### Your task
Every line of the material below that holds the string "StoreError" should be copied.

### Records

══════

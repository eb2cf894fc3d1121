//! Service-level error taxonomy.
//!
//! Every failure that crosses the core boundary is a [`ServiceError`] tagged
//! with one [`ErrorKind`]. Operations that can fail for several reasons at
//! once return [`ServiceErrors`]; the first entry decides the outward status.

use std::borrow::Cow;
use std::fmt;

use serde::Serialize;

use crate::store::StoreError;

/// Closed set of error categories exposed to callers.
#[derive(Debug, Clone, Copy, PartialEq, Eq, Hash, Serialize)]
#[serde(rename_all = "snake_case")]
pub enum ErrorKind {
    BadRequest,
    Unauthorized,
    Forbidden,
    Conflict,
    NotFound,
    Internal,
}

impl ErrorKind {
    /// HTTP status code for this kind.
    pub fn status_code(self) -> u16 {
        match self {
            ErrorKind::BadRequest => 400,
            ErrorKind::Unauthorized => 401,
            ErrorKind::Forbidden => 403,
            ErrorKind::NotFound => 404,
            ErrorKind::Conflict => 409,
            ErrorKind::Internal => 500,
        }
    }

    /// Default human title for this kind.
    pub fn title(self) -> &'static str {
        match self {
            ErrorKind::BadRequest => "Bad Request",
            ErrorKind::Unauthorized => "Unauthorized",
            ErrorKind::Forbidden => "Forbidden",
            ErrorKind::NotFound => "Not Found",
            ErrorKind::Conflict => "Conflict",
            ErrorKind::Internal => "Internal Server Error",
        }
    }
}

impl fmt::Display for ErrorKind {
    fn fmt(&self, f: &mut fmt::Formatter<'_>) -> fmt::Result {
        f.write_str(self.title())
    }
}

/// A single classified failure: `{code, source, title, message}` on the wire.
#[derive(Debug, Clone, PartialEq, Eq)]
pub struct ServiceError {
    pub kind: ErrorKind,
    /// Component that raised the error, e.g. `auth::login`.
    pub source: &'static str,
    pub title: Cow<'static, str>,
    pub message: String,
}

impl ServiceError {
    pub fn new(kind: ErrorKind, source: &'static str, message: impl Into<String>) -> Self {
        Self {
            kind,
            source,
            title: Cow::Borrowed(kind.title()),
            message: message.into(),
        }
    }

    /// Override the default title.
    pub fn titled(mut self, title: impl Into<Cow<'static, str>>) -> Self {
        self.title = title.into();
        self
    }

    pub fn bad_request(source: &'static str, message: impl Into<String>) -> Self {
        Self::new(ErrorKind::BadRequest, source, message)
    }

    pub fn unauthorized(source: &'static str, message: impl Into<String>) -> Self {
        Self::new(ErrorKind::Unauthorized, source, message)
    }

    pub fn forbidden(source: &'static str, message: impl Into<String>) -> Self {
        Self::new(ErrorKind::Forbidden, source, message)
    }

    pub fn conflict(source: &'static str, message: impl Into<String>) -> Self {
        Self::new(ErrorKind::Conflict, source, message)
    }

    pub fn not_found(source: &'static str, message: impl Into<String>) -> Self {
        Self::new(ErrorKind::NotFound, source, message)
    }

    pub fn internal(source: &'static str, message: impl Into<String>) -> Self {
        Self::new(ErrorKind::Internal, source, message)
    }

    /// Generic failure produced by the transaction orchestrator.
    pub fn transaction_failed(source: &'static str, message: impl Into<String>) -> Self {
        Self::internal(source, message).titled("Transaction Failed")
    }

    /// Classify a repository error raised inside `source`.
    pub fn from_store(source: &'static str, err: StoreError) -> Self {
        match err {
            StoreError::NotFound(m) => Self::not_found(source, m),
            StoreError::Conflict(m) => Self::conflict(source, m),
            StoreError::Storage(m) => Self::internal(source, m).titled("Database Error"),
            StoreError::Db(e) => Self::internal(source, e.to_string()).titled("Database Error"),
        }
    }

    pub fn status_code(&self) -> u16 {
        self.kind.status_code()
    }

    pub fn is_transaction_failure(&self) -> bool {
        self.kind == ErrorKind::Internal && self.title == "Transaction Failed"
    }
}

impl fmt::Display for ServiceError {
    fn fmt(&self, f: &mut fmt::Formatter<'_>) -> fmt::Result {
        write!(f, "{}: {}", self.title, self.message)
    }
}

impl std::error::Error for ServiceError {}

/// Non-empty, ordered list of errors returned together.
#[derive(Debug, Clone, PartialEq, Eq)]
pub struct ServiceErrors(Vec<ServiceError>);

impl ServiceErrors {
    pub fn new(first: ServiceError) -> Self {
        Self(vec![first])
    }

    /// Wrap a repository failure and append the generic internal marker
    /// naming the repository call that failed.
    pub fn wrapped(source: &'static str, err: StoreError, operation: &str) -> Self {
        Self(vec![
            ServiceError::from_store(source, err),
            ServiceError::internal(
                source,
                format!("Something went wrong with {operation} repository"),
            ),
        ])
    }

    pub fn push(&mut self, err: ServiceError) {
        self.0.push(err);
    }

    pub fn with(mut self, err: ServiceError) -> Self {
        self.0.push(err);
        self
    }

    /// The error that decides the outward status.
    pub fn primary(&self) -> &ServiceError {
        &self.0[0]
    }

    pub fn kind(&self) -> ErrorKind {
        self.primary().kind
    }

    pub fn status_code(&self) -> u16 {
        self.primary().status_code()
    }

    pub fn iter(&self) -> std::slice::Iter<'_, ServiceError> {
        self.0.iter()
    }

    pub fn len(&self) -> usize {
        self.0.len()
    }

    pub fn is_empty(&self) -> bool {
        false
    }

    pub fn into_vec(self) -> Vec<ServiceError> {
        self.0
    }
}

impl From<ServiceError> for ServiceErrors {
    fn from(err: ServiceError) -> Self {
        Self::new(err)
    }
}

impl IntoIterator for ServiceErrors {
    type Item = ServiceError;
    type IntoIter = std::vec::IntoIter<ServiceError>;

    fn into_iter(self) -> Self::IntoIter {
        self.0.into_iter()
    }
}

impl fmt::Display for ServiceErrors {
    fn fmt(&self, f: &mut fmt::Formatter<'_>) -> fmt::Result {
        let mut first = true;
        for err in &self.0 {
            if !first {
                f.write_str("; ")?;
            }
            write!(f, "{err}")?;
            first = false;
        }
        Ok(())
    }
}

impl std::error::Error for ServiceErrors {}

/// Result alias for operations that may report several errors.
pub type ServiceResult<T> = Result<T, ServiceErrors>;

#[cfg(test)]
mod tests {
    use super::*;

    #[test]
    fn kinds_map_to_http_statuses() {
        assert_eq!(ErrorKind::BadRequest.status_code(), 400);
        assert_eq!(ErrorKind::Unauthorized.status_code(), 401);
        assert_eq!(ErrorKind::Forbidden.status_code(), 403);
        assert_eq!(ErrorKind::NotFound.status_code(), 404);
        assert_eq!(ErrorKind::Conflict.status_code(), 409);
        assert_eq!(ErrorKind::Internal.status_code(), 500);
    }

    #[test]
    fn wrapped_store_error_keeps_precise_cause_first() {
        let errs = ServiceErrors::wrapped(
            "user::create",
            StoreError::Conflict("email taken".into()),
            "createUser",
        );
        assert_eq!(errs.len(), 2);
        assert_eq!(errs.kind(), ErrorKind::Conflict);
        assert_eq!(errs.status_code(), 409);
        let all = errs.into_vec();
        assert_eq!(all[1].kind, ErrorKind::Internal);
        assert!(all[1].message.contains("createUser"));
    }

    #[test]
    fn transaction_failed_is_internal_with_distinct_title() {
        let err = ServiceError::transaction_failed("tx", "boom");
        assert_eq!(err.kind, ErrorKind::Internal);
        assert!(err.is_transaction_failure());
        assert!(!ServiceError::internal("tx", "boom").is_transaction_failure());
    }

    #[test]
    fn display_joins_all_errors() {
        let errs = ServiceErrors::new(ServiceError::not_found("a", "x"))
            .with(ServiceError::internal("a", "y"));
        assert_eq!(errs.to_string(), "Not Found: x; Internal Server Error: y");
    }
}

══════

### Solution below
use crate::store::StoreError;
    pub fn from_store(source: &'static str, err: StoreError) -> Self {
            StoreError::NotFound(m) => Self::not_found(source, m),
            StoreError::Conflict(m) => Self::conflict(source, m),
            StoreError::Storage(m) => Self::internal(source, m).titled("Database Error"),
            StoreError::Db(e) => Self::internal(source, e.to_string()).titled("Database Error"),
    pub fn wrapped(source: &'static str, err: StoreError, operation: &str) -> Self {
            StoreError::Conflict("email taken".into()),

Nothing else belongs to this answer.